The conference in VA Beach went smoothly, and may well be the last conference I have to run onsite! I’m super excited about that. Due to long hours at the registration desk, I spent all of 20 minutes on the beach, but I did get to see some glorious sunrises:
The Hubs was able to come with me for the first time ever, so I enjoyed spending my evenings with him in our swanky hotel room. We also found Yukai Japanese and Sushi Buffet on our last day and desperately wished we had discovered it sooner. REALLY good food!
The Maltese Falcon by Dashiell Hammett. Whew. I had read The Thin Man by Dashiell Hammett and disliked it, but I thought I’d give the author another go (probably due more to my affection for the movie adaptation of The Thin Man than for any charitability towards Hammett). I do believe I loathed The Maltese Falcon even more. How this book became a classic is beyond me. Clumsy, endlessly repetitive description! Uninteresting, trudging plot! Thoroughly irritating characters! I wouldn’t have minded a bit if everyone were killed off in the end, but sadly most of them survived to be amoral, sleazy manipulators into the future.

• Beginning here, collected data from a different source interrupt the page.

/// Signing handoff to an external wallet agent
use crate::error::BridgeError;
use crate::simulation::PreparedTransaction;
use async_trait::async_trait;
use base64::Engine;
use serde::Deserialize;
use serde_json::json;
use std::time::Duration;
use stellar_xdr::curr::{Limits, ReadXdr, TransactionEnvelope};
use thiserror::Error;
use tracing::{debug, info};

#[derive(Error, Debug, Clone, PartialEq)]
pub enum SigningError {
    #[error("Signing agent declined: {0}")]
    Declined(String),
    #[error("Signing agent unavailable: {0}")]
    Unavailable(String),
    #[error("Signing agent returned an invalid envelope: {0}")]
    InvalidEnvelope(String),
}

/// External holder of the signing keys.
///
/// Receives a base64 prepared envelope plus the network passphrase and
/// returns a base64 signed envelope. Implementations own all key material.
#[async_trait]
pub trait SigningAgent: Send + Sync {
    async fn sign(&self, prepared_xdr: &str, network_passphrase: &str) -> Result<String, SigningError>;
}

#[async_trait]
impl<T: SigningAgent + ?Sized> SigningAgent for Box<T> {
    async fn sign(&self, prepared_xdr: &str, network_passphrase: &str) -> Result<String, SigningError> {
        (**self).sign(prepared_xdr, network_passphrase).await
    }
}

/// Signed envelope as returned by the agent; opaque beyond being submittable
#[derive(Debug, Clone, PartialEq)]
pub struct SignedEnvelope {
    envelope: TransactionEnvelope,
    xdr: String,
}

impl SignedEnvelope {
    pub fn from_xdr_base64(xdr: &str) -> Result<Self, SigningError> {
        let bytes = base64::engine::general_purpose::STANDARD
            .decode(xdr.trim())
            .map_err(|e| SigningError::InvalidEnvelope(e.to_string()))?;
        let envelope = TransactionEnvelope::from_xdr(bytes, Limits::none())
            .map_err(|e| SigningError::InvalidEnvelope(e.to_string()))?;

        Ok(Self {
            envelope,
            xdr: xdr.trim().to_string(),
        })
    }

    pub fn envelope(&self) -> &TransactionEnvelope {
        &self.envelope
    }

    pub fn xdr(&self) -> &str {
        &self.xdr
    }

    pub fn signature_count(&self) -> usize {
        match &self.envelope {
            TransactionEnvelope::TxV0(env) => env.signatures.len(),
            TransactionEnvelope::Tx(env) => env.signatures.len(),
            TransactionEnvelope::TxFeeBump(env) => env.signatures.len(),
        }
    }
}

/// Ask the agent for a signature exactly once
pub async fn sign<S: SigningAgent + ?Sized>(
    agent: &S,
    prepared: &PreparedTransaction,
) -> Result<SignedEnvelope, BridgeError> {
    let xdr = prepared.to_xdr_base64()?;

    debug!(fee = prepared.fee(), "Requesting signature from agent");

    let signed = agent
        .sign(&xdr, prepared.network_passphrase())
        .await
        .map_err(|e| BridgeError::SigningRejected(e.to_string()))?;

    let envelope = SignedEnvelope::from_xdr_base64(&signed).map_err(|e| BridgeError::SigningRejected(e.to_string()))?;

    info!(signatures = envelope.signature_count(), "Transaction signed");

    Ok(envelope)
}

#[derive(Debug, Deserialize)]
#[serde(rename_all = "camelCase")]
struct SignResponse {
    #[serde(default)]
    signed_tx_xdr: Option<String>,
    #[serde(default)]
    error: Option<serde_json::Value>,
}

/// Wallet bridge reachable over HTTP.
///
/// POSTs `{"xdr", "networkPassphrase"}` and expects `{"signedTxXdr"}` or
/// `{"error"}` back.
#[derive(Debug, Clone)]
pub struct HttpSigningAgent {
    endpoint: String,
    client: reqwest::Client,
}

impl HttpSigningAgent {
    pub fn new(endpoint: &str) -> Self {
        // Generous timeout: a person may be reviewing the request.
        let client = reqwest::Client::builder()
            .timeout(Duration::from_secs(300))
            .build()
            .unwrap_or_default();

        Self {
            endpoint: endpoint.to_string(),
            client,
        }
    }
}

#[async_trait]
impl SigningAgent for HttpSigningAgent {
    async fn sign(&self, prepared_xdr: &str, network_passphrase: &str) -> Result<String, SigningError> {
        let response = self
            .client
            .post(&self.endpoint)
            .json(&json!({ "xdr": prepared_xdr, "networkPassphrase": network_passphrase }))
            .send()
            .await
            .map_err(|e| SigningError::Unavailable(e.to_string()))?;

        let status = response.status();
        let body: SignResponse = response
            .json()
            .await
            .map_err(|e| SigningError::Unavailable(format!("HTTP {}: {}", status, e)))?;

        if let Some(error) = body.error {
            let message = error.as_str().map(str::to_string).unwrap_or_else(|| error.to_string());
            return Err(SigningError::Declined(message));
        }

        body.signed_tx_xdr
            .ok_or_else(|| SigningError::Declined(format!("HTTP {}: no signed transaction returned", status)))
    }
}

/// Agent used when no wallet is configured; declines every request
#[derive(Debug, Clone, Copy, Default)]
pub struct NoSigningAgent;

#[async_trait]
impl SigningAgent for NoSigningAgent {
    async fn sign(&self, _prepared_xdr: &str, _network_passphrase: &str) -> Result<String, SigningError> {
        Err(SigningError::Unavailable("no signing agent configured".to_string()))
    }
}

Ransomed from a one-star review on Goodreads (just barely) by the fact that Sam Spade epitomizes a genre, but heck if I know why, and for the audiobook narrator, who did a grand job with Gutman’s and Spade’s voices.
The Prophet by Kahlil Gabran. Three and a half stars on Goodreads for this book is probably more accurate, but the language was beautiful enough to elevate the score (subject of this post is stolen from this little book). We received the book as a wedding present, and I savored the wisdom in it–while recognizing that much of the beautiful language was lacking in substance. I can see why the book was so popular during the hippie movement; there is a strong undercurrent of “do what feels good” running throughout, and God loves everyone and we’re all God and bro, have another smoke, etc. And yet I feel badly for mocking it because there WAS wisdom in it too. Perhaps younger Stephanie would have been more deeply affected.
In spite of my four stars, I would say that this lovely book had very little impact on me.
Tik-Tok of Oz by L. Frank Baum. Continuing the tradition of reading Oz books aloud with my husband whenever we’re traveling (whoever isn’t driving gets to read). Gotta say, not too impressed with this one. Baum completely disregards continuity, and the title is fairly nonsensical given that Tik-Tok features so little in the book. Still enjoyable because I have such affection for the Oz books, and the scene discussing why Toto doesn’t talk makes the whole book worth reading.